14 FI FighterNo Gravatar March 30, 2016 at 11:04 pm


It really depends on your goals and own personal situation. For me, I like 30 year fixed-rate mortgages since inflation will make these loans very manageable in the far out future. Since your goal is to retire in about 15 years, it might make more sense to go with the lower rate 15 year loan since the timing will align with you getting a paid off rental when you retire.

For younger folks just starting out, I would have to think 30 year is the way to go.



15 ReddyNo Gravatar March 30, 2016 at 11:33 pm

thank you for the prompt response
i have been following your blog for a year plus and really enjoy reading every post of yours..

one more question..

what would you do with a $200k appreciation in a rental prop..

tempted to take cash out (if i can) to the point where cash flow is break even. your thoughts


16 FI FighterNo Gravatar March 30, 2016 at 11:42 pm


Thanks for the support! Glad you are enjoying the blog.

Well, I can only speak for myself, but I did 2 cash out refis last year to pull out approx $200k… Granted, even after the fact, both rentals are cash flow positive, but right now I’m charging about $500/month below market rate on EACH property… So, that gives me about $1,0000/month buffer, in case the economy goes into recession, or rents go down for whatever reason.

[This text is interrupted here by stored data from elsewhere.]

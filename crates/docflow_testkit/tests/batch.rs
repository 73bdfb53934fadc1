//! Batch helpers and single-document operations against the in-memory store.

use docflow_core::{BatchExt, DocumentExt, ErrorCode, Outcome, StoreError};
use docflow_memory::MemoryStore;
use docflow_testkit::{fields, field_map_strategy, sample_tasks, seeded_store, tasks_collection, Task};
use proptest::prelude::*;
use serde_json::{json, Value};

#[tokio::test]
async fn batch_set_without_merge_replaces_documents() {
    let store = MemoryStore::new();
    let doc = tasks_collection().doc("t1");
    store.seed(&doc, fields(json!({"a": 1, "b": 2})));

    let outcome = store.batch_set(vec![(doc.clone(), json!({"a": 10}))], false).await;

    assert_eq!(outcome, Outcome::Success(()));
    assert_eq!(store.document(&doc), Some(fields(json!({"a": 10}))));
}

#[tokio::test]
async fn batch_set_with_merge_keeps_absent_fields() {
    let store = MemoryStore::new();
    let doc = tasks_collection().doc("t1");
    store.seed(&doc, fields(json!({"a": 1, "b": 2})));

    let outcome = store.batch_set(vec![(doc.clone(), json!({"a": 10}))], true).await;

    assert!(outcome.is_success());
    assert_eq!(store.document(&doc), Some(fields(json!({"a": 10, "b": 2}))));
}

#[tokio::test]
async fn batch_set_documents_writes_each_under_its_id() {
    let store = MemoryStore::new();
    let tasks = tasks_collection();

    let outcome = store.batch_set_documents(&tasks, &sample_tasks(), false).await;

    assert!(outcome.is_success());
    assert_eq!(store.len(), 4);
    let read: Outcome<Task> = store.get_data(&tasks.doc("taxes")).await;
    assert_eq!(read, Outcome::Success(sample_tasks()[2].clone()));
}

#[tokio::test]
async fn batch_set_keeps_id_field_of_plain_maps() {
    let store = MemoryStore::new();
    let doc = tasks_collection().doc("row1");

    let outcome = store.batch_set(vec![(doc.clone(), json!({"id": 42, "x": 1}))], false).await;

    assert!(outcome.is_success());
    assert_eq!(store.document(&doc), Some(fields(json!({"id": 42, "x": 1}))));
}

#[tokio::test]
async fn typed_reads_take_id_from_the_reference() {
    let store = MemoryStore::new();
    let doc = tasks_collection().doc("row1");
    store.seed(&doc, fields(json!({"id": "other", "title": "Stale", "priority": 1})));

    let read: Outcome<Task> = store.get_data(&doc).await;

    assert_eq!(read.value().map(|task| task.id.as_str()), Some("row1"));
}

#[tokio::test]
async fn batch_set_documents_does_not_store_the_id() {
    let store = MemoryStore::new();
    let tasks = tasks_collection();

    let outcome = store.batch_set_documents(&tasks, &sample_tasks(), true).await;

    assert!(outcome.is_success());
    assert!(store.document(&tasks.doc("report")).unwrap().get("id").is_none());
}

#[tokio::test]
async fn batch_delete_of_missing_document_succeeds() {
    let store = seeded_store();
    let tasks = tasks_collection();

    let outcome = store
        .batch_delete(vec![tasks.doc("report"), tasks.doc("never-existed")])
        .await;

    assert_eq!(outcome, Outcome::Success(()));
    assert!(store.document(&tasks.doc("report")).is_none());
    assert_eq!(store.len(), 3);
}

#[tokio::test]
async fn batch_update_with_missing_target_changes_nothing() {
    let store = seeded_store();
    let tasks = tasks_collection();
    let before = store.document(&tasks.doc("report"));

    let outcome = store
        .batch_update(vec![
            (tasks.doc("report"), fields(json!({"done": true}))),
            (tasks.doc("missing"), fields(json!({"done": true}))),
        ])
        .await;

    assert_eq!(outcome.error().map(StoreError::code), Some(ErrorCode::NotFound));
    assert_eq!(store.document(&tasks.doc("report")), before);
    assert!(store.document(&tasks.doc("missing")).is_none());
}

#[tokio::test]
async fn batch_update_applies_dotted_paths() {
    let store = seeded_store();
    let doc = tasks_collection().doc("groceries");

    let outcome = store
        .batch_update(vec![(doc.clone(), fields(json!({"meta.owner": "ana", "done": true})))])
        .await;

    assert!(outcome.is_success());
    let stored = store.document(&doc).unwrap();
    assert_eq!(stored.get("meta"), Some(&json!({"owner": "ana"})));
    assert_eq!(stored.get("done"), Some(&json!(true)));
}

#[tokio::test]
async fn rejected_commit_reports_client_code() {
    let store = seeded_store();
    store.fail_next_commits(1, ErrorCode::PermissionDenied);

    let outcome = store
        .batch(|batch| {
            batch.delete(tasks_collection().doc("report"));
        })
        .await;

    assert_eq!(
        outcome.error().map(StoreError::code),
        Some(ErrorCode::PermissionDenied)
    );
    assert_eq!(store.len(), 4);
}

#[tokio::test]
async fn update_data_success_and_missing_document() {
    let store = seeded_store();
    let tasks = tasks_collection();

    let updated = store
        .update_data(&tasks.doc("plants"), fields(json!({"priority": 9})))
        .await;
    let missing = store
        .update_data(&tasks.doc("nope"), fields(json!({"priority": 9})))
        .await;

    assert_eq!(updated, Outcome::Success(()));
    assert_eq!(
        store.document(&tasks.doc("plants")).unwrap().get("priority"),
        Some(&json!(9))
    );
    assert_eq!(missing.error().map(StoreError::code), Some(ErrorCode::NotFound));
}

#[tokio::test]
async fn get_data_of_missing_document_is_not_found() {
    let store = seeded_store();
    let doc = tasks_collection().doc("nope");

    let outcome: Outcome<Task> = store.get_data(&doc).await;

    assert_eq!(
        outcome,
        Outcome::Error(StoreError::DocumentNotFound {
            path: "tasks/nope".into()
        })
    );
}

#[tokio::test]
async fn combinators_run_exactly_one_branch() {
    let store = seeded_store();
    let mut seen = Vec::new();

    let outcome: Outcome<Task> = store.get_data(&tasks_collection().doc("report")).await;
    outcome
        .on_loading(|| seen.push("loading"))
        .on_success(|task| seen.push(if task.priority == 5 { "success" } else { "wrong" }))
        .on_error(|_| seen.push("error"));

    assert_eq!(seen, vec!["success"]);
}

proptest! {
    #![proptest_config(ProptestConfig::with_cases(32))]

    #[test]
    fn merge_overlays_only_given_top_level_scalars(
        existing in field_map_strategy(),
        incoming in field_map_strategy(),
    ) {
        let runtime = tokio::runtime::Builder::new_current_thread().build().unwrap();
        let store = MemoryStore::new();
        let doc = tasks_collection().doc("p");
        store.seed(&doc, existing.clone());

        let outcome = runtime.block_on(store.batch_set(vec![(doc.clone(), Value::Object(incoming.clone()))], true));
        prop_assert!(outcome.is_success());

        let stored = store.document(&doc).unwrap();
        for (key, value) in &existing {
            if !incoming.contains_key(key) {
                prop_assert_eq!(stored.get(key), Some(value));
            }
        }
        for (key, value) in &incoming {
            if !value.is_object() {
                prop_assert_eq!(stored.get(key), Some(value));
            }
        }
    }

    #[test]
    fn overwrite_stores_exactly_the_given_fields(
        existing in field_map_strategy(),
        incoming in field_map_strategy(),
    ) {
        let runtime = tokio::runtime::Builder::new_current_thread().build().unwrap();
        let store = MemoryStore::new();
        let doc = tasks_collection().doc("p");
        store.seed(&doc, existing);

        let outcome = runtime.block_on(store.batch_set(vec![(doc.clone(), Value::Object(incoming.clone()))], false));
        prop_assert!(outcome.is_success());
        prop_assert_eq!(store.document(&doc), Some(incoming));
    }
}
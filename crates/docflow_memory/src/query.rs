//! Query evaluation over the document table.

use crate::state::StoredDocument;
use crate::value::{compare_values, get_path, same_type, values_equal};
use docflow_core::{
    Direction, DocumentRef, DocumentSnapshot, FieldMap, Filter, FilterOp, Query, StoreError,
    StoreResult,
};
use serde_json::Value;
use std::cmp::Ordering;
use std::collections::{BTreeMap, BTreeSet};

static NULL: Value = Value::Null;

/// Runs `query` against `docs`.
///
/// Results are ordered by the query's ordering clauses, then by document
/// path. Documents missing an ordered field are excluded.
pub(crate) fn execute(
    query: &Query,
    docs: &BTreeMap<String, StoredDocument>,
) -> StoreResult<Vec<DocumentSnapshot>> {
    validate(query)?;

    let prefix = format!("{}/", query.collection().path());
    let mut matched: Vec<(&String, &FieldMap)> = docs
        .range(prefix.clone()..)
        .take_while(|(path, _)| path.starts_with(&prefix))
        .filter(|(path, _)| !path[prefix.len()..].contains('/'))
        .map(|(path, doc)| (path, &doc.data))
        .filter(|(_, data)| query.filters().iter().all(|filter| matches(filter, data)))
        .filter(|(_, data)| {
            query
                .orderings()
                .iter()
                .all(|order| get_path(data, &order.field).is_some())
        })
        .collect();

    matched.sort_by(|(path_a, a), (path_b, b)| {
        query
            .orderings()
            .iter()
            .map(|order| {
                let ord = compare_values(
                    get_path(a, &order.field).unwrap_or(&NULL),
                    get_path(b, &order.field).unwrap_or(&NULL),
                );
                match order.direction {
                    Direction::Ascending => ord,
                    Direction::Descending => ord.reverse(),
                }
            })
            .find(|ord| ord.is_ne())
            .unwrap_or_else(|| path_a.cmp(path_b))
    });

    if let Some(limit) = query.result_limit() {
        matched.truncate(limit);
    }

    Ok(matched
        .into_iter()
        .map(|(path, data)| DocumentSnapshot::existing(DocumentRef::new(path.as_str()), data.clone()))
        .collect())
}

fn validate(query: &Query) -> StoreResult<()> {
    let inequality_fields: BTreeSet<&str> = query
        .filters()
        .iter()
        .filter(|filter| filter.op.is_inequality())
        .map(|filter| filter.field.as_str())
        .collect();
    if inequality_fields.len() > 1 {
        let fields: Vec<_> = inequality_fields.into_iter().collect();
        return Err(StoreError::invalid_argument(format!(
            "inequality filters on more than one field: {}",
            fields.join(", ")
        )));
    }

    for filter in query.filters() {
        let needs_array = matches!(
            filter.op,
            FilterOp::In | FilterOp::NotIn | FilterOp::ArrayContainsAny
        );
        if needs_array && !filter.value.is_array() {
            return Err(StoreError::invalid_argument(format!(
                "filter on {} requires an array operand",
                filter.field
            )));
        }
    }
    Ok(())
}

fn matches(filter: &Filter, data: &FieldMap) -> bool {
    let Some(field) = get_path(data, &filter.field) else {
        return false;
    };
    let operand = &filter.value;
    let ordered = |accept: fn(Ordering) -> bool| {
        same_type(field, operand) && accept(compare_values(field, operand))
    };

    match filter.op {
        FilterOp::Equal => values_equal(field, operand),
        FilterOp::NotEqual => !field.is_null() && !values_equal(field, operand),
        FilterOp::GreaterThan => ordered(Ordering::is_gt),
        FilterOp::GreaterThanOrEqual => ordered(Ordering::is_ge),
        FilterOp::LessThan => ordered(Ordering::is_lt),
        FilterOp::LessThanOrEqual => ordered(Ordering::is_le),
        FilterOp::ArrayContains => field
            .as_array()
            .is_some_and(|items| items.iter().any(|item| values_equal(item, operand))),
        FilterOp::ArrayContainsAny => match (field.as_array(), operand.as_array()) {
            (Some(items), Some(wanted)) => items
                .iter()
                .any(|item| wanted.iter().any(|w| values_equal(item, w))),
            _ => false,
        },
        FilterOp::In => operand
            .as_array()
            .is_some_and(|wanted| wanted.iter().any(|w| values_equal(field, w))),
        FilterOp::NotIn => {
            !field.is_null()
                && operand
                    .as_array()
                    .is_some_and(|wanted| !wanted.iter().any(|w| values_equal(field, w)))
        }
    }
}

#[cfg(test)]
mod tests {
    use super::*;
    use docflow_core::{CollectionRef, ErrorCode};
    use serde_json::json;

    fn table(entries: &[(&str, Value)]) -> BTreeMap<String, StoredDocument> {
        entries
            .iter()
            .map(|(path, data)| {
                (
                    path.to_string(),
                    StoredDocument {
                        data: data.as_object().cloned().unwrap(),
                        version: 1,
                    },
                )
            })
            .collect()
    }

    fn ids(result: StoreResult<Vec<DocumentSnapshot>>) -> Vec<String> {
        result
            .unwrap()
            .iter()
            .map(|snapshot| snapshot.id().to_string())
            .collect()
    }

    fn tasks() -> BTreeMap<String, StoredDocument> {
        table(&[
            ("tasks/a", json!({"priority": 3, "tags": ["home"], "done": false})),
            ("tasks/b", json!({"priority": 1, "tags": ["work", "urgent"], "done": true})),
            ("tasks/c", json!({"priority": 2, "tags": [], "done": false})),
            ("tasks/d", json!({"priority": "high", "done": false})),
            ("tasks/a/notes/n1", json!({"priority": 9})),
            ("other/x", json!({"priority": 1})),
        ])
    }

    fn query() -> Query {
        CollectionRef::new("tasks").query()
    }

    #[test]
    fn scans_only_direct_children_in_path_order() {
        assert_eq!(ids(execute(&query(), &tasks())), vec!["a", "b", "c", "d"]);
    }

    #[test]
    fn range_filters_match_same_type_only() {
        let q = query().filter("priority", FilterOp::GreaterThanOrEqual, 2);
        assert_eq!(ids(execute(&q, &tasks())), vec!["a", "c"]);
    }

    #[test]
    fn ordering_with_mixed_types_and_limit() {
        let q = query().order_by("priority", Direction::Descending).limit(3);
        // "high" is a string, which orders after every number.
        assert_eq!(ids(execute(&q, &tasks())), vec!["d", "a", "c"]);
    }

    #[test]
    fn ordering_excludes_documents_without_the_field() {
        let q = query().order_by("tags", Direction::Ascending);
        assert_eq!(ids(execute(&q, &tasks())), vec!["c", "a", "b"]);
    }

    #[test]
    fn array_and_membership_filters() {
        let data = tasks();
        let contains = query().filter("tags", FilterOp::ArrayContains, "urgent");
        let any = query().filter("tags", FilterOp::ArrayContainsAny, json!(["home", "work"]));
        let within = query().filter("priority", FilterOp::In, json!([1, 3]));
        let not_in = query().filter("priority", FilterOp::NotIn, json!([1, 3]));

        assert_eq!(ids(execute(&contains, &data)), vec!["b"]);
        assert_eq!(ids(execute(&any, &data)), vec!["a", "b"]);
        assert_eq!(ids(execute(&within, &data)), vec!["a", "b"]);
        assert_eq!(ids(execute(&not_in, &data)), vec!["c", "d"]);
    }

    #[test]
    fn equality_and_not_equal() {
        let data = tasks();
        let done = query().filter("done", FilterOp::Equal, true);
        let open = query().filter("done", FilterOp::NotEqual, true);
        assert_eq!(ids(execute(&done, &data)), vec!["b"]);
        assert_eq!(ids(execute(&open, &data)), vec!["a", "c", "d"]);
    }

    #[test]
    fn inequalities_on_two_fields_are_rejected() {
        let q = query()
            .filter("priority", FilterOp::GreaterThan, 1)
            .filter("done", FilterOp::NotEqual, true);
        let err = execute(&q, &tasks()).unwrap_err();
        assert_eq!(err.code(), ErrorCode::InvalidArgument);
    }

    #[test]
    fn two_inequalities_on_one_field_are_allowed() {
        let q = query()
            .filter("priority", FilterOp::GreaterThan, 1)
            .filter("priority", FilterOp::LessThan, 3);
        assert_eq!(ids(execute(&q, &tasks())), vec!["c"]);
    }

    #[test]
    fn membership_filters_need_array_operands() {
        let q = query().filter("priority", FilterOp::In, 1);
        assert!(execute(&q, &tasks()).is_err());
    }
}
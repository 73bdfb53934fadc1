//! Retrying transactions and typed helpers for transaction handles.
//!
//! ## Retry contract
//!
//! The driver runs the unit of work inside one atomic transaction per
//! attempt. The first successful attempt ends the loop. After the `n`-th
//! failure it waits `n × backoff_step` (500ms by default) and tries again,
//! until `max_attempts` attempts have failed; the last failure is then
//! reported.
//!
//! Each attempt is atomic, but the driver does not make the unit of work
//! idempotent: it may run several times and must be safe to re-execute.

use crate::config::RetryConfig;
use crate::error::{StoreError, StoreResult};
use crate::mapping::{from_snapshot, to_field_map};
use crate::outcome::Outcome;
use crate::store::{DocumentStore, Transaction};
use crate::types::{DocumentRef, SetOptions};
use serde::de::DeserializeOwned;
use serde::Serialize;
use std::future::Future;
use tracing::{debug, warn};

/// Retrying transactions over any [`DocumentStore`].
pub trait TransactionRetryExt: DocumentStore {
    /// Runs `work` in a transaction, making up to `max_attempts` attempts
    /// with the default 500ms linear backoff.
    fn run_transaction_with_retry<T, F>(
        &self,
        max_attempts: u32,
        work: F,
    ) -> impl Future<Output = Outcome<T>> + Send
    where
        T: Send,
        F: FnMut(&mut dyn Transaction) -> StoreResult<T> + Send,
    {
        self.run_transaction_with_config(RetryConfig::new(max_attempts), work)
    }

    /// Runs `work` in a transaction using an explicit retry configuration.
    fn run_transaction_with_config<T, F>(
        &self,
        config: RetryConfig,
        mut work: F,
    ) -> impl Future<Output = Outcome<T>> + Send
    where
        T: Send,
        F: FnMut(&mut dyn Transaction) -> StoreResult<T> + Send,
    {
        async move {
            let mut attempts = 0u32;
            let mut last_error: Option<StoreError> = None;

            while attempts < config.max_attempts {
                match self.run_transaction(&mut work).await {
                    Ok(value) => {
                        if attempts > 0 {
                            debug!(attempt = attempts + 1, "transaction committed after retry");
                        }
                        return Outcome::Success(value);
                    }
                    Err(err) => {
                        attempts += 1;
                        if attempts >= config.max_attempts {
                            last_error = Some(err);
                            break;
                        }
                        let delay = config.sleep_for_attempt(attempts);
                        debug!(
                            attempt = attempts,
                            max_attempts = config.max_attempts,
                            delay_ms = delay.as_millis() as u64,
                            error = %err,
                            "transaction attempt failed, backing off"
                        );
                        last_error = Some(err);
                        tokio::time::sleep(delay).await;
                    }
                }
            }

            let err = last_error.unwrap_or(StoreError::TransactionExhausted {
                attempts: config.max_attempts,
            });
            warn!(attempts, error = %err, "transaction attempts exhausted");
            Outcome::Error(err)
        }
    }
}

impl<S: DocumentStore + ?Sized> TransactionRetryExt for S {}

/// Typed reads and writes on a transaction handle.
///
/// Each helper reports through [`Outcome`] instead of returning a fault.
pub trait TransactionDataExt: Transaction {
    /// Reads and decodes a document.
    ///
    /// A missing document yields `Error(DocumentNotFound)`.
    fn get_data<T: DeserializeOwned>(&mut self, doc: &DocumentRef) -> Outcome<T> {
        let decoded = self
            .get(doc)
            .and_then(|snapshot| from_snapshot::<T>(&snapshot));
        match decoded {
            Ok(Some(value)) => Outcome::Success(value),
            Ok(None) => Outcome::Error(StoreError::DocumentNotFound {
                path: doc.path().to_string(),
            }),
            Err(err) => Outcome::Error(err),
        }
    }

    /// Encodes and stages a set of `data`, merging into the existing
    /// document when `merge` is true.
    fn set_data<T: Serialize + ?Sized>(
        &mut self,
        doc: &DocumentRef,
        data: &T,
        merge: bool,
    ) -> Outcome<()> {
        to_field_map(data)
            .and_then(|fields| self.set(doc, fields, SetOptions::merge_if(merge)))
            .into()
    }

    /// Stages a delete.
    fn delete_document(&mut self, doc: &DocumentRef) -> Outcome<()> {
        self.delete(doc).into()
    }
}

impl<X: Transaction + ?Sized> TransactionDataExt for X {}
//! Optimistic transaction handle.

use crate::state::{ReadSet, StoreState};
use docflow_core::{
    DocumentRef, DocumentSnapshot, FieldMap, SetOptions, StoreError, StoreResult, Transaction,
    WriteBatch,
};
use parking_lot::RwLock;

/// One transaction attempt against a [`MemoryStore`](crate::MemoryStore).
///
/// Reads go straight to the store and record the version they observed.
/// Writes are buffered and applied at commit, after the recorded versions
/// are checked.
pub(crate) struct MemoryTransaction<'a> {
    state: &'a RwLock<StoreState>,
    reads: ReadSet,
    writes: WriteBatch,
}

impl<'a> MemoryTransaction<'a> {
    pub(crate) fn new(state: &'a RwLock<StoreState>) -> Self {
        Self {
            state,
            reads: ReadSet::new(),
            writes: WriteBatch::new(),
        }
    }

    pub(crate) fn into_parts(self) -> (ReadSet, WriteBatch) {
        (self.reads, self.writes)
    }
}

impl Transaction for MemoryTransaction<'_> {
    fn get(&mut self, doc: &DocumentRef) -> StoreResult<DocumentSnapshot> {
        if !self.writes.is_empty() {
            return Err(StoreError::invalid_argument(
                "transactions require all reads to be executed before all writes",
            ));
        }
        let state = self.state.read();
        self.reads
            .entry(doc.path().to_string())
            .or_insert_with(|| state.version_of(doc.path()));
        Ok(state.snapshot(doc))
    }

    fn set(&mut self, doc: &DocumentRef, data: FieldMap, options: SetOptions) -> StoreResult<()> {
        self.writes.set_with_options(doc.clone(), data, options);
        Ok(())
    }

    fn update(&mut self, doc: &DocumentRef, fields: FieldMap) -> StoreResult<()> {
        self.writes.update(doc.clone(), fields);
        Ok(())
    }

    fn delete(&mut self, doc: &DocumentRef) -> StoreResult<()> {
        self.writes.delete(doc.clone());
        Ok(())
    }
}

#[cfg(test)]
mod tests {
    use super::*;
    use docflow_core::{ErrorCode, WriteOp};
    use serde_json::json;

    #[test]
    fn reads_record_versions_and_writes_buffer() {
        let state = RwLock::new(StoreState::default());
        state
            .write()
            .apply(vec![WriteOp::Set {
                doc: DocumentRef::new("c/1"),
                data: json!({"n": 1}).as_object().cloned().unwrap(),
                options: SetOptions::Overwrite,
            }])
            .unwrap();

        let mut txn = MemoryTransaction::new(&state);
        let snapshot = txn.get(&DocumentRef::new("c/1")).unwrap();
        let missing = txn.get(&DocumentRef::new("c/2")).unwrap();
        txn.delete(&DocumentRef::new("c/1")).unwrap();

        assert_eq!(snapshot.get("n"), Some(&json!(1)));
        assert!(!missing.exists());
        assert!(state.read().docs().contains_key("c/1"));

        let (reads, writes) = txn.into_parts();
        assert_eq!(reads.get("c/1"), Some(&1));
        assert_eq!(reads.get("c/2"), Some(&0));
        assert_eq!(writes.len(), 1);
    }

    #[test]
    fn read_after_write_is_rejected() {
        let state = RwLock::new(StoreState::default());
        let mut txn = MemoryTransaction::new(&state);

        txn.set(&DocumentRef::new("c/1"), FieldMap::new(), SetOptions::Overwrite)
            .unwrap();
        let err = txn.get(&DocumentRef::new("c/1")).unwrap_err();

        assert_eq!(err.code(), ErrorCode::InvalidArgument);
    }
}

Obviously, more debt = more risk, but I wanted the cash upfront, which I used to build an emergency fund/fund other investments.

So, it depends on your cash reserves, current debt burden (would more be acceptable?), and goals with the $200k… Ideally, you would be able to pull out cash and still be cash flow positive… If break even works for you b/c the properties are in wonderful locations and easily rentable, it may make sense.